Is the Novel Prize Dead?

Wednesday, May 28 2008

Page 2 of 3

The tone of the tournament’s literary analysis oscillates between dead serious and flippant. Critic Helen DeWitt savaged Brock Clarke’s novel: “Fredric Jameson says of [Theodor] Adorno’s use of Freud: ‘Neurosis is simply this boring imprisonment of the self in itself, crippled by its terror of the new and unexpected, carrying its sameness with it wherever it goes.’ ... He might have been writing [about Clarke’s] An Arsonist’s Guide to Writers’ Homes in New England.”

Guilfoile’s “booth” response: “Fredric Jameson who? Adorno what? ... Helen DeWitt is one smart cookie, smarter than me, which makes me hesitant to admit that I quite enjoyed An Arsonist’s Guide. ...Also, I enjoy the smell of my dog’s paws.”
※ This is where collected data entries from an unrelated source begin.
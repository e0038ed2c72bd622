// src/blockchain/chains.rs

use std::collections::{BTreeMap, HashMap};
use std::str::FromStr;

use anyhow::{anyhow, Context, Result};
use ethers::types::Address;
use serde::{Deserialize, Serialize};

use crate::blockchain::error::AgentError;

/// Decimal precision of every chain's native token.
pub const NATIVE_DECIMALS: u8 = 18;

/// Static description of one EVM network the agent can operate on.
#[derive(Debug, Clone, Serialize)]
#[serde(rename_all = "camelCase")]
pub struct ChainConfig {
    pub name: String,
    pub chain_id: String,
    pub native_token_symbol: String,
    pub rpc_url: String,
    pub explorer_url: String,
    pub token_addresses: BTreeMap<String, Address>,
    pub router_address: Option<Address>,
    /// Advertised in the chain listing only. Whether a transaction is encrypted
    /// is decided by the server's encryption mode and the request's flag.
    pub encryption_default: bool,
}

impl ChainConfig {
    /// The registry stores the wrapped native token under `"W" + native symbol`.
    pub fn wrapped_native_symbol(&self) -> String {
        format!("W{}", self.native_token_symbol)
    }

    pub fn wrapped_native_address(&self) -> Option<Address> {
        self.token_addresses.get(&self.wrapped_native_symbol()).copied()
    }

    pub fn is_native_symbol(&self, symbol: &str) -> bool {
        symbol.eq_ignore_ascii_case(&self.native_token_symbol)
    }

    /// Case-insensitive probe over the native symbol and the token table.
    pub fn find_symbol_ci(&self, symbol: &str) -> Option<&str> {
        if self.is_native_symbol(symbol) {
            return Some(self.native_token_symbol.as_str());
        }
        self.token_addresses
            .keys()
            .find(|known| known.eq_ignore_ascii_case(symbol))
            .map(String::as_str)
    }

    pub fn tx_url(&self, tx_hash: &str) -> Option<String> {
        if self.explorer_url.is_empty() {
            return None;
        }
        Some(format!("{}/tx/{}", self.explorer_url.trim_end_matches('/'), tx_hash))
    }

    fn empty(name: &str) -> Self {
        Self {
            name: name.to_string(),
            chain_id: String::new(),
            native_token_symbol: String::new(),
            rpc_url: String::new(),
            explorer_url: String::new(),
            token_addresses: BTreeMap::new(),
            router_address: None,
            encryption_default: false,
        }
    }

    fn apply(&mut self, patch: ChainOverride) {
        if let Some(v) = patch.chain_id {
            self.chain_id = v;
        }
        if let Some(v) = patch.native_token_symbol {
            self.native_token_symbol = v;
        }
        if let Some(v) = patch.rpc_url {
            self.rpc_url = v;
        }
        if let Some(v) = patch.explorer_url {
            self.explorer_url = v;
        }
        if let Some(tokens) = patch.token_addresses {
            self.token_addresses.extend(tokens);
        }
        if patch.router_address.is_some() {
            self.router_address = patch.router_address;
        }
        if let Some(v) = patch.encryption_default {
            self.encryption_default = v;
        }
    }

    fn validate(&self) -> Result<()> {
        if self.chain_id.trim().is_empty() {
            return Err(anyhow!("chain '{}' has an empty chainId", self.name));
        }
        if self.rpc_url.trim().is_empty() {
            return Err(anyhow!("chain '{}' has an empty rpcUrl", self.name));
        }
        url::Url::parse(&self.rpc_url)
            .with_context(|| format!("chain '{}' has an invalid rpcUrl", self.name))?;
        if self.native_token_symbol.is_empty() {
            return Err(anyhow!("chain '{}' has no native token symbol", self.name));
        }
        Ok(())
    }
}

/// Caller-supplied changes layered over the built-in chain table.
#[derive(Debug, Clone, Default, Deserialize)]
#[serde(rename_all = "camelCase")]
pub struct ChainOverride {
    pub chain_id: Option<String>,
    pub native_token_symbol: Option<String>,
    pub rpc_url: Option<String>,
    pub explorer_url: Option<String>,
    pub token_addresses: Option<BTreeMap<String, Address>>,
    pub router_address: Option<Address>,
    pub encryption_default: Option<bool>,
}

struct BuiltinChain {
    name: &'static str,
    chain_id: &'static str,
    native: &'static str,
    rpc_url: &'static str,
    explorer_url: &'static str,
    router: &'static str,
    encryption_default: bool,
    tokens: &'static [(&'static str, &'static str)],
}

const BUILTIN_CHAINS: &[BuiltinChain] = &[
    BuiltinChain {
        name: "fair-testnet",
        chain_id: "935",
        native: "FAIR",
        rpc_url: "https://testnet-v1.skalenodes.com/v1/fair-testnet",
        explorer_url: "https://fair-testnet.explorer.skalenodes.com",
        router: "0x4A0A8e2f2BE3c8bB1ee5AEa6e5EEeBa1c7c1D9B5",
        encryption_default: true,
        tokens: &[
            ("WFAIR", "0xC0FfEe4b2a1e3b8D5b3e4A5f6d7c8B9a0E1f2D3c"),
            ("USDC", "0x5F7a4c7D8E9b0A1c2D3e4F5a6B7c8D9e0F1a2B3C"),
            ("USDT", "0x3bD6e5F4a3B2c1D0e9F8a7B6c5D4e3F2a1B0c9D8"),
            ("SKL", "0x6c71319b1F910Cd6B31aF5F8FB6fF8d9bE2D0F4e"),
        ],
    },
    BuiltinChain {
        name: "sepolia",
        chain_id: "11155111",
        native: "ETH",
        rpc_url: "https://ethereum-sepolia-rpc.publicnode.com",
        explorer_url: "https://sepolia.etherscan.io",
        router: "0xeE567Fe1712Faf6149d80dA1E6934E354124CfE3",
        encryption_default: false,
        tokens: &[
            ("WETH", "0xfFf9976782d46CC05630D1f6eBAb18b2324d6B14"),
            ("USDC", "0x1c7D4B196Cb0C7B01d743Fbc6116a902379C7238"),
            ("LINK", "0x779877A7B0D9E8603169DdbD7836e478b4624789"),
        ],
    },
];

fn parse_address(chain: &str, raw: &str) -> Result<Address> {
    Address::from_str(raw).with_context(|| format!("invalid built-in address {} on {}", raw, chain))
}

fn builtin_chains() -> Result<Vec<ChainConfig>> {
    BUILTIN_CHAINS
        .iter()
        .map(|c| {
            let mut token_addresses = BTreeMap::new();
            for (symbol, raw) in c.tokens {
                token_addresses.insert(symbol.to_string(), parse_address(c.name, raw)?);
            }
            Ok(ChainConfig {
                name: c.name.to_string(),
                chain_id: c.chain_id.to_string(),
                native_token_symbol: c.native.to_string(),
                rpc_url: c.rpc_url.to_string(),
                explorer_url: c.explorer_url.to_string(),
                token_addresses,
                router_address: Some(parse_address(c.name, c.router)?),
                encryption_default: c.encryption_default,
            })
        })
        .collect()
}

/// Immutable chain table shared by every request.
#[derive(Debug, Clone)]
pub struct ChainRegistry {
    chains: BTreeMap<String, ChainConfig>,
}

impl ChainRegistry {
    /// Built-in chains merged with `overrides`. Unknown names in `overrides` declare new chains.
    pub fn new(overrides: HashMap<String, ChainOverride>) -> Result<Self> {
        let mut chains: BTreeMap<String, ChainConfig> = builtin_chains()?
            .into_iter()
            .map(|c| (c.name.clone(), c))
            .collect();

        for (name, patch) in overrides {
            let key = normalize_chain_name(&name);
            chains
                .entry(key.clone())
                .or_insert_with(|| ChainConfig::empty(&key))
                .apply(patch);
        }

        for chain in chains.values() {
            chain.validate()?;
        }

        Ok(Self { chains })
    }

    pub fn builtin() -> Result<Self> {
        Self::new(HashMap::new())
    }

    /// Looks a chain up by name, or by its numeric chain id.
    pub fn get(&self, name: &str) -> Result<&ChainConfig, AgentError> {
        let key = normalize_chain_name(name);
        if let Some(chain) = self.chains.get(&key) {
            return Ok(chain);
        }
        self.chains
            .values()
            .find(|c| c.chain_id == key)
            .ok_or_else(|| AgentError::UnsupportedChain(name.trim().to_string()))
    }

    pub fn names(&self) -> Vec<String> {
        self.chains.keys().cloned().collect()
    }

    pub fn iter(&self) -> impl Iterator<Item = &ChainConfig> {
        self.chains.values()
    }
}

// Chain names are matched trimmed and lower-cased, with '_' and ' ' read as '-'.
pub fn normalize_chain_name(input: &str) -> String {
    input.trim().to_lowercase().replace([' ', '_'], "-")
}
The critics are not the only ones who have pull in this competition. During the Zombie Round, readers of the blog are able to, by popular vote, resurrect a defeated novel to battle anew — a wonderful embodiment of the schism between actual readers and the alleged elitism of individual critics. Indeed, the tournament feels like a microcosm of the literary world, a delightful window into the skirmishes and warring doctrines of art. This felt particularly true in the Championship Round, when all the previous critics weighed in for the final verdict between Tom McCarthy’s Remainder and The Brief Wondrous Life of Oscar Wao. The match had everything a fan of sports or literature could hope for: Díaz’s novel was the clear favorite, a lush literary epic that fuses the immigrant experience with unabashed geekdom. Multiculturalism and comic books — a 21st-century shoo-in. In the role of improbable underdog was Remainder,a small, strange, intentionally airless book, whose wealthy brain-damaged narrator attempts to replicate moments of ­“authenticity.” Remainder was knocked out in round two after being savaged by blogger Mark Liberman (“It’s memorable, in the way that botched surgery and disastrous trips are memorable. ... You can have my copy, and welcome to it”) but was brought back from the dead in the Zombie Round, and scored an upset over Ferris’ Then We Came to the End to reach the ­championship.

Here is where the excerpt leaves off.